# EXERCISE DETAILS
Among the records below, find the lines that contain "Cancelled" and copy each of them.
[[ EXERCISE MATERIAL open ]]
//! Deferred asynchronous effects with cancellation and resource safety.
//!
//! An [`Aff`] is a description of work: building one performs nothing, and
//! running it against an [`Environment`] produces an [`Outcome`]. The
//! description is a tree of nodes interpreted by an iterative engine, so
//! arbitrarily deep `bind` chains run in constant native stack space.
//!
//! # Building effects
//!
//! - Leaves: [`Aff::pure`], [`Aff::fail`], [`Aff::lift`], [`Aff::lift_sync`]
//! - Sequencing: [`Aff::bind`], [`Aff::map`], [`Aff::then`], [`Aff::apply`], [`Aff::actions`]
//! - Recovery: [`Aff::catch`], [`Aff::choose`], [`Aff::empty`]
//! - Resources: [`Aff::use_resource`], [`Aff::bracket`], [`Aff::finally`]
//!
//! # Cancellation
//!
//! Every run shares its [`Environment`] with all of its nodes. Calling
//! [`Environment::cancel`] makes the run finish with [`Error::Cancelled`] at
//! the next step, after every pending finalizer and release has run.
//!
//! ```rust
//! use lambars_aff::effect::{Aff, Environment, Error};
//!
//! let environment: Environment = Environment::default();
//! let aff = Aff::pure(1)
//!     .then(Aff::cancel())
//!     .map(|()| 2);
//!
//! assert_eq!(aff.run_blocking(&environment), Err(Error::Cancelled));
//! ```

mod aff;
mod alternative;
mod engine;
mod environment;
mod error;
mod node;
mod resource;
pub mod runtime;

pub use aff::{Aff, Run};
pub use environment::Environment;
pub use error::{DomainError, Error, Outcome};
pub use resource::Release;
[[ EXERCISE MATERIAL closed ]]
# ANSWER
//! [`Environment::cancel`] makes the run finish with [`Error::Cancelled`] at
//! assert_eq!(aff.run_blocking(&environment), Err(Error::Cancelled));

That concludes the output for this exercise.